Page 23 of Dragon Slayer

6

SYMPTOM

She woke to the gentle beeping of hospital machines: a sound she knew well. For a moment, she squeezed her eyes shut, willing the noise away. Praying it was just a nightmare. But her back was sore from her fall; a bruise throbbed on her hip. And her throat was scratchy, and she had to pee, and yes, she was definitely here.

With a deep sigh, she opened her eyes.

All hospital rooms looked more or less the same. This was a private one, small, but blessedly only boasting one bed, a TV, and a door that led into a bathroom. There was a window, the sky beyond dark and star-studded; lamps had been left on low settings, the overhead lights off.

Her mother sat in the chair beside the bed.

“Mom?” Her voice came out a startled croak.

Kate threw her magazine aside on the table and leaned forward, almost falling off her chair, to touch Mia’s face, tears filling her eyes that she hastily blinked away. “Hey, sweetie, there you are. How’re you feeling?”

Sluggish, Mia thought, eyelids heavy and mind lagging. “How,” she started, and her throat was too dry to continue; she coughed, arm too heavy to lift in time, just coughing into the air like a mannerless heathen.

“Here.” Kate plucked a water cup from the bedside table and brought the straw to Mia’s lips. The water tasted metallic – maybe that was just her tongue – but she sipped it down greedily until her mom pulled it back. “Not too much, or it’ll make you sick.”

Mia blinked against the sudden sting in her eyes. Kate had said the same thing when she was a teenager, the last time her life had become nothing but a whirlwind of hospitals. “What happened?” she asked, voice an embarrassing chirp. “You’re supposed to be in New York.”

“Well, Iwas,” Kate said gently, easing back into her chair, hand finding Mia’s among the bedclothes. “But Donna called, and I hopped onto the first available flight.”

Flight?
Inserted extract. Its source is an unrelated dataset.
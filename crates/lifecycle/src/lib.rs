pub mod config;
pub mod manager;

pub use config::TradingConfig;
pub use manager::{LifecycleManager, PriceAction};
Oh…

“Donna said you blacked out and fell off of Brando in the warm-up arena,” she continued. “He was standing still, and Donna managed to catch your head.” Her sandy brows pinched together and she let out an unsteady breath; her voice remained calm, though. She had lots of practice being the parent of a sick child. “Someone ran to get the paramedics who were there for the show. By the time they got there, you – you had started seizing.”

“I had aseizure?” Mia gasped. That explained the full-body soreness and weakness.

“A bad one, so I hear.” She attempted a weak smile, and squeezed Mia’s hand.

Mia swallowed, dry throat sticking. “Mom, how long was your flight?” That wasn’t her real question, and Kate knew it.

“You’ve been asleep for nine hours, baby.”

“Shit.” She let go of the tension she’d been holding, the attempt to hold her head up off the pillow, and sank down into the mattress. Nine hours. Plenty of time. The show was over; Donna would have taken Brando back to the farm and put him away; would have had to deal with her other three students, the ones who didn’t fall off and seize in the middle of the warm-up ring.

“What’d the doctor say?”

Kate winced, fractionally; if Mia had blinked, she would have missed it.

“Mom.” Mia hated the way her voice shook. “It’s been nine hours. I had to have had a CT scan.”

“You did,” Kate said with a deep, unsteady exhale. She reached to smooth Mia’s hair back, touch tender. “But…” She sighed again, face falling. “Baby. They…they found something.”

Mia held her mother’s watery gaze a moment, searching for a lie that wasn’t there; Kate would never lie about this sort of thing. It was just a fruitless wish.

Mia rolled her head away, gaze flying up to the ceiling, the silver sprinkler heads there.

“Oh, honey,” Kate said brokenly. “I’m so sorry.”

Mia waited for the pain to hit. The tears, the crushing pressure in her chest. The outrage and the fear. But instead, it seemed like a black hole opened up in her chest, sucking up all of her emotion so that she felt…nothing. Nothing at all.

Kate slowly released her hand. “I’m gonna go tell them you’re awake. Be right back.”

Mia saw her mother dabbing tears as she slipped from the room. There was a call button they could have used; getting the doctor was a chance for Kate to get her emotions under control in the hallway; she’d never liked falling apart in front of her daughter.

Mia wouldn’t have minded right now, though. She had no tears of her own to contribute. She had nothing.